Every other Type 1 photograph in the DimeLabs collection was taken inside an arena — press photography of a man playing basketball in front of crowds. This one is different. Carl Sissac took Jordan to a park. Trees in the background. Steps beneath him. No crowd, no court, no scoreboard. Just Jordan in his Bulls uniform, airborne, with a basketball — wearing shoes that did not yet exist for the public.
Collectors who specialize in Jordan sneaker history have identified the footwear as a prototype of the Air Jordan 5 — a shoe that would not commercially release until 1990, three years after this photograph was taken. What is visible on Jordan's feet in this 1987 park is not something anyone could buy. It was a design in progress, worn during a photoshoot by the man it was being designed for.

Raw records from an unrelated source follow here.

//! Background execution: status visibility while running, cancellation, result publication.

use std::sync::mpsc;
use std::sync::{Arc, Mutex};

use serde_json::{Value as JsonValue, json};

use jobkit_core::{Args, Job, JobConfig, JobError, Kwargs, RunningStatus};
use jobkit_local::LocalJob;

/// A job whose callable blocks until the test sends it a value.
fn gated_job() -> (LocalJob, mpsc::Sender<i64>, mpsc::Receiver<()>) {
    let (release_tx, release_rx) = mpsc::channel::<i64>();
    let (started_tx, started_rx) = mpsc::channel::<()>();
    let release_rx = Arc::new(Mutex::new(release_rx));

    let job = LocalJob::new(
        JobConfig::new(move |args: Args, _kwargs: Kwargs| -> Result<JsonValue, String> {
            started_tx.send(()).map_err(|e| e.to_string())?;
            let extra = release_rx
                .lock()
                .map_err(|e| e.to_string())?
                .recv()
                .map_err(|e| e.to_string())?;
            let base = args.first().and_then(JsonValue::as_i64).unwrap_or(0);
            Ok(json!(base + extra))
        })
        .defer("factor")
        .with_result_mapping(|results, params| {
            let factor = params
                .get("factor")
                .and_then(JsonValue::as_i64)
                .ok_or_else(|| "factor not captured".to_string())?;
            let value = results.as_i64().ok_or_else(|| "expected integer".to_string())?;
            Ok(json!(value * factor))
        }),
    );

    (job, release_tx, started_rx)
}

#[test]
fn execute_async_returns_before_the_callable_finishes() {
    jobkit_observability::init();
    let (job, release, started) = gated_job();

    job.execute_async(vec![json!(10), json!(1)], Kwargs::new())
        .unwrap();
    started.recv().unwrap();

    assert_eq!(job.status().state(), RunningStatus::Running);
    assert!(!job.is_completed());
    assert_eq!(job.get_results().unwrap_err(), JobError::NotCompleted);

    release.send(5).unwrap();
    let status = job.wait();

    assert_eq!(status.state(), RunningStatus::Success);
    // factor = 10 (captured), callable sees args [1]: (1 + 5) * 10
    assert_eq!(job.get_results().unwrap().results, json!(60));
    assert!(status.duration().is_some());
}

#[test]
fn cancelling_a_running_job_discards_its_outcome() {
    jobkit_observability::init();
    let (job, release, started) = gated_job();

    job.execute_async(vec![json!(2)], Kwargs::new()).unwrap();
    started.recv().unwrap();

    assert!(job.cancel());
    release.send(1).unwrap();
    let status = job.wait();

    assert_eq!(status.state(), RunningStatus::Cancelled);
    assert!(matches!(
        job.get_results().unwrap_err(),
        JobError::ExecutionFailed {
            state: RunningStatus::Cancelled,
            ..
        }
    ));
}

#[test]
fn wait_without_async_execution_returns_current_status() {
    let job = LocalJob::from_fn(|_args, _kwargs| Ok(json!(null)));

    assert_eq!(job.wait().state(), RunningStatus::Waiting);
}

This photograph is also from 1987 — the year Jordan won the Slam Dunk Contest with the legendary free throw line dunk. The same arms-spread, ball-raised pose visible here was the pose the world was about to see at the contest. Sissac may have been photographing Jordan in preparation for that moment, or simply capturing the man as he was — a basketball player in a park, trying things, before the world caught up.
This is the seventeenth and final Type 1 photograph in the DimeLabs collection. It is also the fourth Carl V. Sissac original — making DimeLabs the most complete private repository of Sissac Jordan photography in existence. The collection begins in August 1984 at the Olympics and ends here, in a park, in 1987, with a shoe that hadn't been invented yet.